Setting name | Description | Example value | Mandatory? |
---|---|---|---|
lsf_project_code | The project code needed to run jobs on the HPC. Full list is located at LSF Project Codes. Only relevant when running in the RE, not CloudRE | re_gecip_cardiovascular |
Mandatory |
cohort_name | Name for your cohort that is described by the variable 'cohort_file_lists'. | "aggV2" |
Mandatory |
cohort_genome_build | The genome build that your cohort is aligned to. This is used later to fetch the correct gene positions. | "GRCh38" |
Mandatory |
cohort_file_lists | This setting defines a cohort, with three associated file options.
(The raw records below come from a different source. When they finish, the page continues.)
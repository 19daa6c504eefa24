//! Backend API: typed payloads, the request client and its transports.

pub mod client;
pub mod stub;
pub mod types;

pub use client::{
    ApiClient, ApiRequest, Body, HttpTransport, Method, MultipartForm, RawResponse, RequestError,
    Transport,
};
pub use stub::StubTransport;
pub use types::*;
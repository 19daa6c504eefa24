use async_trait::async_trait;
use std::sync::Arc;

use super::{ControllerState, SectionController, StateCell};
use crate::api::ApiClient;
use crate::page::{PageHandle, MISSING, STATS};
use crate::render::{render_describe_table, render_error, render_error_note, render_missing};
use crate::session::SessionContext;

/// Missing-value panel and description table.
///
/// The first successful fetch per session is recorded in the session
/// context; both panels render from the recorded snapshot so every
/// consumer sees the same values.
pub struct StatsController {
    client: ApiClient,
    page: PageHandle,
    ctx: Arc<SessionContext>,
    state: StateCell,
}

impl StatsController {
    const NAME: &'static str = "stats";

    pub fn new(client: ApiClient, page: PageHandle, ctx: Arc<SessionContext>) -> Self {
        Self {
            client,
            page,
            ctx,
            state: StateCell::default(),
        }
    }
}

#[async_trait]
impl SectionController for StatsController {
    fn name(&self) -> &'static str {
        Self::NAME
    }

    fn state(&self) -> ControllerState {
        self.state.get()
    }

    async fn load(&self, session_id: &str) -> ControllerState {
        self.state.set(Self::NAME, session_id, ControllerState::Loading);

        let next = match self.client.stats(session_id).await {
            Ok(fetched) => {
                let snapshot = self.ctx.record_stats(session_id, fetched);
                self.page.set_html(MISSING, render_missing(&snapshot.missing_values));
                self.page.set_html(STATS, render_describe_table(&snapshot.description));
                ControllerState::Rendered
            }
            Err(err) => {
                let message = format!("Failed to load statistics: {}", err);
                self.page.set_html(STATS, render_error(&message));
                self.page.set_html(MISSING, render_error_note("Error loading missing info."));
                ControllerState::Errored(message)
            }
        };
        self.state.set(Self::NAME, session_id, next)
    }
}

#[cfg(test)]
mod tests {
    use super::*;
    use crate::api::{Method, StubTransport};
    use serde_json::json;

    const PATH: &str = "/api/analysis/s1/stats";

    fn payload() -> serde_json::Value {
        json!({
            "missing_values": {"count": {"Age": 0, "Income": 5}},
            "description": {
                "Age": {"count": 10.0, "mean": 40.5},
                "Income": {"count": 5.0, "mean": null}
            },
            "correlations": {"Age": {"Age": 1.0}}
        })
    }

    #[tokio::test]
    async fn test_renders_missing_and_description() {
        let stub = Arc::new(StubTransport::new());
        stub.respond_json(Method::Get, PATH, 200, payload());
        let page = PageHandle::dashboard();
        let ctx = SessionContext::new();
        let ctl = StatsController::new(ApiClient::new(stub.clone()), page.clone(), ctx.clone());

        assert_eq!(ctl.load("s1").await, ControllerState::Rendered);

        let missing = page.html(MISSING).unwrap();
        assert!(!missing.contains("No missing values found!"));
        assert_eq!(missing.matches("<li>").count(), 1);
        assert!(missing.contains("Income"));

        let stats = page.html(STATS).unwrap();
        assert!(stats.contains("<td>40.50</td><td>-</td>"));
        assert!(ctx.stats().is_some());
    }

    #[tokio::test]
    async fn test_failure_leaves_snapshot_unset() {
        let stub = Arc::new(StubTransport::new());
        stub.respond_raw(Method::Get, PATH, 500, "Internal Server Error", b"");
        let page = PageHandle::dashboard();
        let ctx = SessionContext::new();
        let ctl = StatsController::new(ApiClient::new(stub), page.clone(), ctx.clone());

        let state = ctl.load("s1").await;

        assert_eq!(
            state,
            ControllerState::Errored("Failed to load statistics: Internal Server Error".to_string())
        );
        assert!(page.html(MISSING).unwrap().contains("Error loading missing info."));
        assert!(ctx.stats().is_none());
    }

    #[tokio::test]
    async fn test_reload_keeps_first_snapshot() {
        let stub = Arc::new(StubTransport::new());
        stub.respond_json(Method::Get, PATH, 200, payload());
        let page = PageHandle::dashboard();
        let ctx = SessionContext::new();
        let ctl = StatsController::new(ApiClient::new(stub.clone()), page.clone(), ctx.clone());
        ctl.load("s1").await;
        let first = ctx.stats().unwrap();

        stub.respond_json(
            Method::Get,
            PATH,
            200,
            json!({"missing_values": {"count": {}}, "description": {}}),
        );
        assert_eq!(ctl.load("s1").await, ControllerState::Rendered);

        assert!(Arc::ptr_eq(&first, &ctx.stats().unwrap()));
        assert!(page.html(MISSING).unwrap().contains("Income"));
        assert_eq!(stub.call_count(PATH), 2);
    }

    #[tokio::test]
    async fn test_new_session_renders_its_own_stats() {
        let stub = Arc::new(StubTransport::new());
        stub.respond_json(Method::Get, PATH, 200, payload());
        stub.respond_json(
            Method::Get,
            "/api/analysis/s2/stats",
            200,
            json!({
                "missing_values": {"count": {"Weight": 7}},
                "description": {"Weight": {"mean": 70.0}}
            }),
        );
        let page = PageHandle::dashboard();
        let ctx = SessionContext::new();
        let ctl = StatsController::new(ApiClient::new(stub), page.clone(), ctx.clone());
        ctx.record_session("s1");
        ctl.load("s1").await;

        ctx.record_session("s2");
        assert_eq!(ctl.load("s2").await, ControllerState::Rendered);

        let missing = page.html(MISSING).unwrap();
        assert!(missing.contains("Weight"));
        assert!(!missing.contains("Income"));
        assert!(ctx.stats().unwrap().column("Weight").is_some());
    }
}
Each cohort described here must have a unique name. 'cohort_functional_annotation_file_list' is mandatory. cohort_bgen_file_list is a filepath to a 3-column tsv, where the columns are file.bgen, file.sample, file.bgen.bgi cohort_pgen_file_list is a filepath to a 3-column tsv, where the columns are file.pgen, file.psam, file.pvar * cohort_functional_annotation_file_list is a filepath to a 2-column tsv, where the columns are file.vcf, file.vcf.{tbi,csi} One of either 'cohort_bgen_file_list' or 'cohort_pgen_file_list' must be supplied, and the other must be left as "". |
See example input settings for section 1. | |
run_saige | Controls whether to run SAIGE-GENE for burden testing. Independent of Regenie i.e. both can be set to true. | true |
Not Mandatory |
run_regenie | Controls whether to run Regenie for burden testing. Independent of SAIGE-GENE i.e. both can be set to true. | false |
Not Mandatory |
If both 'run_saige' and 'run_regenie' are set to false, then the workflow will not run any association analyses, and just output the results of the first step, i.e. a list of variants that pass functional filtering.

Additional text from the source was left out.